Error Analysis & Failure Taxonomy

Agent Error Taxonomy (AgentErrorTaxonomy)

Based on research paper "Where LLM Agents Fail and How They can Learn From Failures" (2024).

5 Major Categories:

1. Memory Errors

Symptom: Agent forgets context, repeats actions, loses track of state
Example: Re-verifying income after already verifying
Detection: Check for duplicate tool calls in trajectory
Mitigation: Improve context management, use state tracking

2. Reflection Errors

Symptom: Agent doesn't learn from mistakes, repeats failed approaches
Example: Repeatedly calling same MCP server with same params after error
Detection: Analyze retry patterns in failed trajectories
Mitigation: Add reflection prompts, implement backtracking

3. Planning Errors

Symptom: Illogical action sequence, skips required steps
Example: Making final decision before consulting all required agents
Detection: Verify workflow completeness
Mitigation: Enforce workflow constraints, add planning validation

4. Action Errors

Symptom: Wrong tool selection, incorrect parameters
Example: Calling verify_employment with SSN instead of applicant_id
Detection: Tool call validation middleware (see AI Security doc)
Mitigation: Schema enforcement, parameter validation

5. System-Level Errors

Symptom: Timeouts, API failures, rate limits
Example: MCP server unavailable, Azure OpenAI quota exceeded
Detection: Exception monitoring, retry tracking
Mitigation: Graceful degradation, retry logic, circuit breakers

Cascading Failure Detection

Key Research Finding: Single root-cause error propagates through subsequent decisions, leading to task failure.

Example Cascade:

1. Memory Error: Agent forgets credit score was already retrieved
                 ↓
2. Action Error: Calls credit verification tool again with wrong params
                 ↓
3. Planning Error: Skips income verification due to time spent on duplicate work
                 ↓
4. Final Outcome: Incomplete assessment → incorrect loan decision

Detection Strategy:

# tests/evals/error_analysis/cascade_detector.py
class CascadeFailureDetector:
    """Detect and classify cascading failures"""
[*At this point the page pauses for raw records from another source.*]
/// ATT error codes, Core Spec Vol 3 Part F §3.4.1.1, Table 3.4.
#[derive(Debug, Clone, Copy, PartialEq, Eq)]
#[cfg_attr(feature = "defmt", derive(defmt::Format))]
pub enum AttErrorCode {
    InvalidHandle,
    ReadNotPermitted,
    WriteNotPermitted,
    InvalidPdu,
    InsufficientAuthentication,
    RequestNotSupported,
    InvalidOffset,
    InsufficientAuthorization,
    PrepareQueueFull,
    AttributeNotFound,
    AttributeNotLong,
    InsufficientEncryptionKeySize,
    InvalidAttributeValueLength,
    UnlikelyError,
    InsufficientEncryption,
    UnsupportedGroupType,
    InsufficientResources,
    /// An error code this crate does not assign a dedicated variant to (application-specific
    /// or reserved-for-future-use codes both land here, carrying the raw byte).
    Other(u8),
}

impl AttErrorCode {
    fn from_byte(b: u8) -> Self {
        match b {
            0x01 => Self::InvalidHandle,
            0x02 => Self::ReadNotPermitted,
            0x03 => Self::WriteNotPermitted,
            0x04 => Self::InvalidPdu,
            0x05 => Self::InsufficientAuthentication,
            0x06 => Self::RequestNotSupported,
            0x07 => Self::InvalidOffset,
            0x08 => Self::InsufficientAuthorization,
            0x09 => Self::PrepareQueueFull,
            0x0A => Self::AttributeNotFound,
            0x0B => Self::AttributeNotLong,
            0x0C => Self::InsufficientEncryptionKeySize,
            0x0D => Self::InvalidAttributeValueLength,
            0x0E => Self::UnlikelyError,
            0x0F => Self::InsufficientEncryption,
            0x10 => Self::UnsupportedGroupType,
            0x11 => Self::InsufficientResources,
            other => Self::Other(other),
        }
    }

    fn to_byte(self) -> u8 {
        match self {
            Self::InvalidHandle => 0x01,
            Self::ReadNotPermitted => 0x02,
            Self::WriteNotPermitted => 0x03,
            Self::InvalidPdu => 0x04,
            Self::InsufficientAuthentication => 0x05,
            Self::RequestNotSupported => 0x06,
            Self::InvalidOffset => 0x07,
            Self::InsufficientAuthorization => 0x08,
            Self::PrepareQueueFull => 0x09,
            Self::AttributeNotFound => 0x0A,
            Self::AttributeNotLong => 0x0B,
            Self::InsufficientEncryptionKeySize => 0x0C,
            Self::InvalidAttributeValueLength => 0x0D,
            Self::UnlikelyError => 0x0E,
            Self::InsufficientEncryption => 0x0F,
            Self::UnsupportedGroupType => 0x10,
            Self::InsufficientResources => 0x11,
            Self::Other(b) => b,
        }
    }
}

/// Client-to-server PDUs: requests and commands.
#[derive(Debug, Clone, PartialEq, Eq)]
pub enum AttReq<'d> {
    ExchangeMtu { mtu: u16 },
    FindInformation { start: u16, end: u16 },
    FindByTypeValue { start: u16, end: u16, att_type: u16, att_value: &'d [u8] },
    ReadByType { start: u16, end: u16, attribute_type: BluetoothUuid },
    Read { handle: u16 },
    ReadBlob { handle: u16, offset: u16 },
    ReadMultiple { handles: &'d [u16] },
    ReadByGroupType { start: u16, end: u16, group_type: u16 },
    Write { handle: u16, data: &'d [u8] },
    WriteCommand { handle: u16, data: &'d [u8] },
    PrepareWrite { handle: u16, offset: u16, data: &'d [u8] },
    ExecuteWrite { flags: u8 },
    HandleValueConfirmation,
}

impl<'d> AttReq<'d> {
    /// The opcode byte this request/command will be encoded with.
    pub fn opcode(&self) -> u8 {
        match self {
            AttReq::ExchangeMtu { .. } => EXCHANGE_MTU_REQ,
            AttReq::FindInformation { .. } => FIND_INFORMATION_REQ,
            AttReq::FindByTypeValue { .. } => FIND_BY_TYPE_VALUE_REQ,
            AttReq::ReadByType { .. } => READ_BY_TYPE_REQ,
            AttReq::Read { .. } => READ_REQ,
            AttReq::ReadBlob { .. } => READ_BLOB_REQ,
            AttReq::ReadMultiple { .. } => READ_MULTIPLE_REQ,
            AttReq::ReadByGroupType { .. } => READ_BY_GROUP_TYPE_REQ,
            AttReq::Write { .. } => WRITE_REQ,
            AttReq::WriteCommand { .. } => WRITE_CMD,
            AttReq::PrepareWrite { .. } => PREPARE_WRITE_REQ,
            AttReq::ExecuteWrite { .. } => EXECUTE_WRITE_REQ,
            AttReq::HandleValueConfirmation => HANDLE_VALUE_CONFIRMATION,
        }
    }

    /// `true` if this is an `ATT_WRITE_CMD`: it bypasses the single-in-flight slot (§4.B).
    pub fn is_command(&self) -> bool {
        matches!(self, AttReq::WriteCommand { .. })
    }

    /// The opcode of the response this request expects, or `None` for commands and
    /// confirmations, which have no response.
    pub fn expected_response_opcode(&self) -> Option<u8> {
        match self {
            AttReq::ExchangeMtu { .. } => Some(EXCHANGE_MTU_RSP),
            AttReq::FindInformation { .. } => Some(FIND_INFORMATION_RSP),
            AttReq::FindByTypeValue { .. } => Some(FIND_BY_TYPE_VALUE_RSP),
            AttReq::ReadByType { .. } => Some(READ_BY_TYPE_RSP),
            AttReq::Read { .. } => Some(READ_RSP),
            AttReq::ReadBlob { .. } => Some(READ_BLOB_RSP),
            AttReq::ReadMultiple { .. } => Some(READ_MULTIPLE_RSP),
            AttReq::ReadByGroupType { .. } => Some(READ_BY_GROUP_TYPE_RSP),
            AttReq::Write { .. } => Some(WRITE_RSP),
            AttReq::PrepareWrite { .. } => Some(PREPARE_WRITE_RSP),
            AttReq::ExecuteWrite { .. } => Some(EXECUTE_WRITE_RSP),
            AttReq::WriteCommand { .. } | AttReq::HandleValueConfirmation => None,
        }
    }

    /// Encoded size in bytes, including the opcode.
    pub fn size(&self) -> usize {
        1 + match self {
            AttReq::ExchangeMtu { .. } => 2,
            AttReq::FindInformation { .. } => 4,
            AttReq::FindByTypeValue { att_value, .. } => 6 + att_value.len(),
            AttReq::ReadByType { attribute_type, .. } => 4 + attribute_type.as_raw().len(),
            AttReq::Read { .. } => 2,
            AttReq::ReadBlob { .. } => 4,
            AttReq::ReadMultiple { handles } => handles.len() * 2,
            AttReq::ReadByGroupType { .. } => 6,
            AttReq::Write { data, .. } => 2 + data.len(),
            AttReq::WriteCommand { data, .. } => 2 + data.len(),
            AttReq::PrepareWrite { data, .. } => 4 + data.len(),
            AttReq::ExecuteWrite { .. } => 1,
            AttReq::HandleValueConfirmation => 0,
        }
    }

    /// Encodes this PDU into `buf`, returning the number of bytes written.
    pub fn encode(&self, buf: &mut [u8]) -> Result<usize, Error> {
        let mut w = WriteCursor::new(buf);
        w.write(self.opcode())?;
        match self {
            AttReq::ExchangeMtu { mtu } => w.write(*mtu)?,
            AttReq::FindInformation { start, end } => {
                w.write(*start)?;
                w.write(*end)?;
            }
            AttReq::FindByTypeValue { start, end, att_type, att_value } => {
                w.write(*start)?;
                w.write(*end)?;
                w.write(*att_type)?;
                w.append(att_value)?;
            }
            AttReq::ReadByType { start, end, attribute_type } => {
                w.write(*start)?;
                w.write(*end)?;
                w.append(attribute_type.as_raw())?;
            }
            AttReq::Read { handle } => w.write(*handle)?,
            AttReq::ReadBlob { handle, offset } => {
                w.write(*handle)?;
                w.write(*offset)?;
            }
            AttReq::ReadMultiple { handles } => {
                for h in handles.iter() {
                    w.write(*h)?;
                }
            }
            AttReq::ReadByGroupType { start, end, group_type } => {
                w.write(*start)?;
                w.write(*end)?;
                w.write(*group_type)?;
            }
            AttReq::Write { handle, data } | AttReq::WriteCommand { handle, data } => {
                w.write(*handle)?;
                w.append(data)?;
            }
            AttReq::PrepareWrite { handle, offset, data } => {
                w.write(*handle)?;
                w.write(*offset)?;
                w.append(data)?;
            }
            AttReq::ExecuteWrite { flags } => w.write(*flags)?,
            AttReq::HandleValueConfirmation => {}
        }
        Ok(w.len())
    }
}

/// Iterator over `(handle, end_group_handle, value)` tuples in a `READ_BY_GROUP_TYPE_RSP`.
pub struct ReadByGroupTypeIter<'d> {
    data: &'d [u8],
    entry_len: usize,
}

impl<'d> Iterator for ReadByGroupTypeIter<'d> {
    type Item = Result<(u16, u16, &'d [u8]), Error>;

    fn next(&mut self) -> Option<Self::Item> {
        if self.data.is_empty() {
            return None;
        }
        if self.data.len() < self.entry_len {
            self.data = &[];
            return Some(Err(Error::InvalidPdu));
        }
        let (entry, rest) = self.data.split_at(self.entry_len);
        self.data = rest;
        let mut r = ReadCursor::new(entry);
        let handle: u16 = match r.read() {
            Ok(v) => v,
            Err(e) => return Some(Err(e)),
        };
        let end: u16 = match r.read() {
            Ok(v) => v,
            Err(e) => return Some(Err(e)),
        };
        Some(Ok((handle, end, r.remaining())))
    }
}

/// Iterator over `(handle, value)` tuples in a `READ_BY_TYPE_RSP`.
pub struct ReadByTypeIter<'d> {
    data: &'d [u8],
    entry_len: usize,
}

impl<'d> Iterator for ReadByTypeIter<'d> {
    type Item = Result<(u16, &'d [u8]), Error>;

    fn next(&mut self) -> Option<Self::Item> {
        if self.data.is_empty() {
            return None;
        }
        if self.data.len() < self.entry_len {
            self.data = &[];
            return Some(Err(Error::InvalidPdu));
        }
        let (entry, rest) = self.data.split_at(self.entry_len);
        self.data = rest;
        let mut r = ReadCursor::new(entry);
        let handle: u16 = match r.read() {
            Ok(v) => v,
            Err(e) => return Some(Err(e)),
        };
        Some(Ok((handle, r.remaining())))
    }
}

/// Iterator over `(found_handle, group_end_handle)` tuples in a `FIND_BY_TYPE_VALUE_RSP`.
pub struct FindByTypeValueIter<'d> {
    data: &'d [u8],
}

impl<'d> Iterator for FindByTypeValueIter<'d> {
    type Item = Result<(u16, u16), Error>;

    fn next(&mut self) -> Option<Self::Item> {
        if self.data.is_empty() {
            return None;
        }
        if self.data.len() < 4 {
            self.data = &[];
            return Some(Err(Error::InvalidPdu));
        }
        let (entry, rest) = self.data.split_at(4);
        self.data = rest;
        let mut r = ReadCursor::new(entry);
        let handle: u16 = match r.read() {
            Ok(v) => v,
            Err(e) => return Some(Err(e)),
        };
        let end: u16 = match r.read() {
            Ok(v) => v,
            Err(e) => return Some(Err(e)),
        };
        Some(Ok((handle, end)))
    }
}

/// Iterator over `(handle, uuid)` tuples in a `FIND_INFORMATION_RSP`.
pub struct FindInformationIter<'d> {
    data: &'d [u8],
    entry_len: usize,
}

impl<'d> Iterator for FindInformationIter<'d> {
    type Item = Result<(u16, BluetoothUuid), Error>;

    fn next(&mut self) -> Option<Self::Item> {
        if self.data.is_empty() {
            return None;
        }
        if self.data.len() < self.entry_len {
            self.data = &[];
            return Some(Err(Error::InvalidPdu));
        }
        let (entry, rest) = self.data.split_at(self.entry_len);
        self.data = rest;
        let mut r = ReadCursor::new(entry);
        let handle: u16 = match r.read() {
            Ok(v) => v,
            Err(e) => return Some(Err(e)),
        };
        let uuid = match BluetoothUuid::from_slice(r.remaining()) {
            Ok(v) => v,
            Err(e) => return Some(Err(e)),
        };
        Some(Ok((handle, uuid)))
    }
}

/// Server-to-client PDUs: responses and the error response.
#[derive(Debug, Clone, PartialEq, Eq)]
pub enum AttRsp<'d> {
    Error { request_opcode: u8, handle: u16, code: AttErrorCode },
    ExchangeMtu { mtu: u16 },
    FindInformation { format: u8, data: &'d [u8] },
    FindByTypeValue { data: &'d [u8] },
    ReadByType { entry_len: u8, data: &'d [u8] },
    Read { data: &'d [u8] },
    ReadBlob { data: &'d [u8] },
    ReadMultiple { data: &'d [u8] },
    ReadByGroupType { entry_len: u8, data: &'d [u8] },
    Write,
    PrepareWrite { handle: u16, offset: u16, data: &'d [u8] },
    ExecuteWrite,
}
/// The GATT client: owns an [`AttConnection`] and the notification/indication subscriber
/// maps (§4.F, §4.G). Construction performs an MTU exchange conditional on the caller's
/// preferred MTU, tolerating the exchange's own failure.
pub struct GattClient<R, W, M, const N: usize = 251>
where
    R: Read,
    W: Write<Error = R::Error>,
    M: RawMutex,
{
    conn: AttConnection<R, W, M, N>,
    long_write_guard: LongWriteGuard<M>,
    subscriptions: BlockingMutex<M, Cell<FnvIndexMap<u16, bool, { config::GATT_CLIENT_NOTIFICATION_MAX_SUBSCRIBERS }>>>,
    events: PubSubChannel<
        M,
        Notification<N>,
        { config::GATT_CLIENT_NOTIFICATION_QUEUE_SIZE },
        { config::GATT_CLIENT_NOTIFICATION_MAX_SUBSCRIBERS },
        1,
    >,
}

impl<R, W, M, const N: usize> GattClient<R, W, M, N>
where
    R: Read,
    W: Write<Error = R::Error>,
    M: RawMutex,
{
    /// Builds a client over an already-connected ATT channel. If `preferred_mtu` exceeds
    /// the default of 23, an MTU exchange is attempted; its failure is swallowed (the
    /// client simply continues at the default MTU), matching §4.G's construction contract.
    pub async fn new(reader: R, writer: W, preferred_mtu: u16) -> Self {
        let conn = AttConnection::new(reader, writer);
        if preferred_mtu > config::ATT_DEFAULT_MTU {
            let _ = conn.exchange_mtu(preferred_mtu).await;
        }
        Self {
            conn,
            long_write_guard: LongWriteGuard::new(),
            subscriptions: BlockingMutex::new(Cell::new(FnvIndexMap::new())),
            events: PubSubChannel::new(),
        }
    }

    /// The connection multiplexer, for spawning its reader loop
    /// ([`AttConnection::run`]) alongside this client.
    pub fn connection(&self) -> &AttConnection<R, W, M, N> {
        &self.conn
    }

    /// The currently negotiated MTU (§4.B).
    pub fn maximum_transmission_unit(&self) -> u16 {
        self.conn.get_mtu()
    }

    /// Discovers every primary service on the remote database (§4.D).
    pub async fn discover_all_primary_services<const MAX: usize>(
        &self,
    ) -> Result<Vec<Service, MAX>, BleHostError<W::Error>> {
        let discovered: Vec<DiscoveredService, MAX> = discovery::discover_all_primary_services(&self.conn).await?;
        Ok(discovered.into_iter().map(Service::from).collect())
    }

    /// Discovers primary services matching `uuid` (§4.D).
    pub async fn discover_primary_services<const MAX: usize>(
        &self,
        uuid: BluetoothUuid,
    ) -> Result<Vec<Service, MAX>, BleHostError<W::Error>> {
        let discovered: Vec<DiscoveredService, MAX> =
            discovery::discover_primary_services_by_uuid(&self.conn, uuid).await?;
        Ok(discovered.into_iter().map(Service::from).collect())
    }

    /// Discovers every characteristic declared within `service` (§4.D).
    pub async fn discover_all_characteristics<const MAX: usize>(
        &self,
        service: Service,
    ) -> Result<Vec<Characteristic, MAX>, BleHostError<W::Error>> {
        let discovered: Vec<DiscoveredCharacteristic, MAX> =
            discovery::discover_characteristics(&self.conn, service.handle, service.end, None).await?;
        Ok(discovered.into_iter().map(Characteristic::from).collect())
    }

    /// Discovers characteristics within `service` whose UUID matches `uuid` (§4.D). The
    /// walk still visits every declaration in range so handle bookkeeping stays correct;
    /// only matching characteristics are kept (§4.D note on the by-UUID race).
    pub async fn discover_characteristics<const MAX: usize>(
        &self,
        service: Service,
        uuid: BluetoothUuid,
    ) -> Result<Vec<Characteristic, MAX>, BleHostError<W::Error>> {
        let discovered: Vec<DiscoveredCharacteristic, MAX> =
            discovery::discover_characteristics(&self.conn, service.handle, service.end, Some(uuid)).await?;
        Ok(discovered.into_iter().map(Characteristic::from).collect())
    }

    /// Discovers the descriptors owned by `characteristic` within `service` (§4.D).
    pub async fn discover_descriptors<const MAX: usize>(
        &self,
        characteristic: Characteristic,
        service: Service,
    ) -> Result<Vec<Descriptor, MAX>, BleHostError<W::Error>> {
        let discovered: Vec<DiscoveredDescriptor, MAX> =
            discovery::discover_descriptors(&self.conn, characteristic.value_handle, service.end).await?;
        Ok(discovered.into_iter().map(Descriptor::from).collect())
    }

    /// Reads the full value of `characteristic`, transparently following the read-blob
    /// continuation loop for values longer than one PDU (§4.C, §4.E).
    pub async fn read_characteristic<const MAX: usize>(
        &self,
        characteristic: Characteristic,
    ) -> Result<Vec<u8, MAX>, BleHostError<W::Error>> {
        transfer::read_long(&self.conn, characteristic.value_handle).await
    }

    /// Reads every characteristic in `[start, end]` whose type is `uuid` in a single
    /// `READ_BY_TYPE_REQ` round trip, returning `(value_handle, bytes)` pairs. Values are
    /// truncated to what fits in one PDU by design (§4.E) — callers needing the full
    /// value of a specific handle should follow up with [`GattClient::read_characteristic`].
    pub async fn read_characteristics_by_uuid<const MAX: usize>(
        &self,
        uuid: BluetoothUuid,
        range: (u16, u16),
    ) -> Result<Vec<(u16, Vec<u8, N>), MAX>, BleHostError<W::Error>> {
        let mut out: Vec<(u16, Vec<u8, N>), MAX> = Vec::new();
        let req = AttReq::ReadByType { start: range.0, end: range.1, attribute_type: uuid };
        let pdu = self.conn.send_request_and_await_response(req).await?;
        match pdu.as_response().map_err(BleHostError::from)? {
            AttRsp::ReadByType { entry_len, data } => {
                for entry in AttRsp::read_by_type_entries(entry_len, data) {
                    let (handle, value) = entry.map_err(BleHostError::from)?;
                    let mut bytes: Vec<u8, N> = Vec::new();
                    bytes.extend_from_slice(value).map_err(|_| BleHostError::Protocol(Error::InsufficientSpace))?;
                    out.push((handle, bytes)).map_err(|_| BleHostError::Protocol(Error::InsufficientSpace))?;
                }
            }
            AttRsp::Error { code, .. } => return Err(Error::Att(code).into()),
            _ => return Err(Error::InvalidResponse.into()),
        }
        Ok(out)
    }

    /// Reads two or more characteristics in a single `READ_MULTIPLE_REQ` round trip,
    /// returning the raw concatenated value bytes (§4.E). Callers must not rely on this
    /// when any individual value could be exactly `MTU - 1` bytes long, since the
    /// boundary between values is then unrecoverable.
    pub async fn read_multiple<const MAX: usize>(
        &self,
        characteristics: &[Characteristic],
    ) -> Result<Vec<u8, MAX>, BleHostError<W::Error>> {
        if characteristics.len() < 2 {
            return Err(BleHostError::Protocol(Error::InvalidValue));
        }
        let mut handles: Vec<u16, { att::MAX_READ_MULTIPLE_HANDLES }> = Vec::new();
        for c in characteristics {
            handles.push(c.value_handle).map_err(|_| BleHostError::Protocol(Error::InsufficientSpace))?;
        }
        let pdu = self.conn.send_request_and_await_response(AttReq::ReadMultiple { handles: &handles }).await?;
        match pdu.as_response().map_err(BleHostError::from)? {
            AttRsp::ReadMultiple { data } => {
                let mut out: Vec<u8, MAX> = Vec::new();
                out.extend_from_slice(data).map_err(|_| BleHostError::Protocol(Error::InsufficientSpace))?;
                Ok(out)
            }
            AttRsp::Error { code, .. } => Err(Error::Att(code).into()),
            _ => Err(Error::InvalidResponse.into()),
        }
    }

    /// Reads the value of a single descriptor (§4.E), via a plain `READ_REQ`, following
    /// the same read-blob continuation loop as [`GattClient::read_characteristic`].
    pub async fn read_descriptor<const MAX: usize>(
        &self,
        descriptor: Descriptor,
    ) -> Result<Vec<u8, MAX>, BleHostError<W::Error>> {
        transfer::read_long(&self.conn, descriptor.handle).await
    }

    /// Writes `data` to `characteristic` (§4.E). Values fitting in `MTU - 3` use a single
    /// `WRITE_REQ`; longer values go through the prepare/execute queue, with `reliable`
    /// selecting echo verification.
    pub async fn write_characteristic(
        &self,
        characteristic: Characteristic,
        data: &[u8],
        reliable: bool,
    ) -> Result<(), BleHostError<W::Error>> {
        self.write_value(characteristic.value_handle, data, reliable).await
    }

    /// Writes `data` to `descriptor` (§4.E), identical in shape to
    /// [`GattClient::write_characteristic`].
    pub async fn write_descriptor(
        &self,
        descriptor: Descriptor,
        data: &[u8],
        reliable: bool,
    ) -> Result<(), BleHostError<W::Error>> {
        self.write_value(descriptor.handle, data, reliable).await
    }

    async fn write_value(&self, handle: u16, data: &[u8], reliable: bool) -> Result<(), BleHostError<W::Error>> {
        let mtu = self.conn.get_mtu() as usize;
        if data.len() <= mtu.saturating_sub(3) {
            let pdu = self.conn.send_request_and_await_response(AttReq::Write { handle, data }).await?;
            return match pdu.as_response().map_err(BleHostError::from)? {
                AttRsp::Write => Ok(()),
                AttRsp::Error { code, .. } => Err(Error::Att(code).into()),
                _ => Err(Error::InvalidResponse.into()),
            };
        }
        transfer::write_long(&self.conn, &self.long_write_guard, handle, data, reliable).await
    }

    /// Writes `data` to `characteristic` without expecting a response (`WRITE_CMD`,
    /// §4.E). Unlike a `write_characteristic` call, a payload that would not fit in one
    /// PDU is never silently truncated: it is rejected with
    /// [`Error::PayloadTooLarge`] (REDESIGN FLAG, §9).
    pub async fn write_characteristic_without_response(
        &self,
        characteristic: Characteristic,
        data: &[u8],
    ) -> Result<(), BleHostError<W::Error>> {
        let mtu = self.conn.get_mtu() as usize;
        if data.len() > mtu.saturating_sub(3) {
            return Err(BleHostError::Protocol(Error::PayloadTooLarge));
        }
        self.conn.send_command(AttReq::WriteCommand { handle: characteristic.value_handle, data }).await
    }

    /// The signed-write stub (§4.E): refuses every call with [`Error::NotSupported`]
    /// rather than send an unsigned payload claiming to be signed, since CSRK signature
    /// generation is not implemented by this crate.
    pub async fn write_characteristic_signed(
        &self,
        _characteristic: Characteristic,
        _data: &[u8],
    ) -> Result<(), BleHostError<W::Error>> {
        Err(BleHostError::Protocol(Error::NotSupported))
    }

    /// Enables or disables notifications/indications for `characteristic` by writing its
    /// Client Characteristic Configuration Descriptor (§4.F). `descriptors` must contain
    /// the characteristic's descriptors (from a prior [`GattClient::discover_descriptors`]
    /// call); if none is a CCCD, fails with
    /// [`Error::ClientCharacteristicConfigurationNotAllowed`] without touching any state.
    pub async fn client_characteristic_configuration(
        &self,
        characteristic: Characteristic,
        descriptors: &[Descriptor],
        notifications: bool,
        indications: bool,
    ) -> Result<(), BleHostError<W::Error>> {
        let cccd = descriptors
            .iter()
            .find(|d| d.uuid == BluetoothUuid::from_u16(CCCD_UUID))
            .ok_or(BleHostError::Protocol(Error::ClientCharacteristicConfigurationNotAllowed))?;

        let mut value: u16 = 0;
        if notifications {
            value |= CCCD_NOTIFY_BIT;
        }
        if indications {
            value |= CCCD_INDICATE_BIT;
        }
        let bytes = value.to_le_bytes();

        self.write_value(cccd.handle, &bytes, false).await?;

        self.subscriptions.lock(|c| {
            let mut map = c.take();
            if notifications || indications {
                let _ = map.insert(characteristic.value_handle, true);
            } else {
                map.remove(&characteristic.value_handle);
            }
            c.set(map);
        });

        Ok(())
    }

    /// Subscribes to the stream of notifications/indications for characteristics that
    /// have an active CCCD write on this client (§4.F). Multiple callers may subscribe;
    /// each receives every event independently.
    pub fn notifications(
        &self,
    ) -> embassy_sync::pubsub::Subscriber<
        '_,
        M,
        Notification<N>,
        { config::GATT_CLIENT_NOTIFICATION_QUEUE_SIZE },
        { config::GATT_CLIENT_NOTIFICATION_MAX_SUBSCRIBERS },
        1,
    > {
        self.events.subscriber().expect("subscriber capacity exhausted")
    }

    /// Drives inbound server-initiated PDUs into the subscriber maps. Must be polled
    /// continuously (typically alongside [`AttConnection::run`]) for notifications and
    /// indications to reach [`GattClient::notifications`] subscribers (§4.F).
    pub async fn run_event_loop(&self) {
        loop {
            let event = self.conn.next_server_event().await;
            let (value_handle, data) = match event {
                crate::connection::ServerEvent::Notification { handle, data } => (handle, data),
                crate::connection::ServerEvent::Indication { handle, data } => (handle, data),
            };
            let is_subscribed = self.subscriptions.lock(|c| {
                let map = c.take();
                let subscribed = map.get(&value_handle).copied().unwrap_or(false);
                c.set(map);
                subscribed
            });
            if is_subscribed {
                self.events.publish_immediate(Notification { value_handle, data });
            }
        }
    }
}
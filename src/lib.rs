//! An async BLE GATT client over the Attribute Protocol.
//!
//! This crate drives the client half of a Bluetooth Low Energy link: discovering the
//! remote attribute database, reading and writing characteristic values (including long
//! values spanning multiple PDUs), and receiving notifications and indications. It owns
//! the ATT connection multiplexer, the GATT discovery sub-procedures, and the long-value
//! transfer protocols; everything below the L2CAP fixed channel (HCI, the radio, pairing)
//! is an external collaborator.
#![no_std]

pub mod att;
pub mod config;
pub mod connection;
pub mod cursor;
pub mod discovery;
pub mod error;
#[cfg(feature = "gatt")]
pub mod gatt;
pub mod transfer;
pub mod uuid;

pub use connection::{AttConnection, ServerEvent};
pub use error::{BleHostError, Error};
#[cfg(feature = "gatt")]
pub use gatt::{Characteristic, Descriptor, GattClient, Notification, Service};
pub use uuid::BluetoothUuid;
    def analyze_trajectory(self, trace: AgentTrace) -> CascadeAnalysis:
        """Identify root cause and cascade pattern"""

        errors = []

        # Step 1: Identify all errors in trajectory
        for step in trace.steps:
            if step.status == "ERROR":
                errors.append({
                    "step_index": step.index,
                    "error_type": self._classify_error(step.error),
                    "agent": step.agent_name,
                    "tool": step.tool_name
                })

        if len(errors) == 0:
            return CascadeAnalysis(has_cascade=False)

        # Step 2: Identify root cause (first error)
        root_cause = errors[0]

        # Step 3: Analyze propagation
        cascade_path = self._trace_cascade(errors, trace)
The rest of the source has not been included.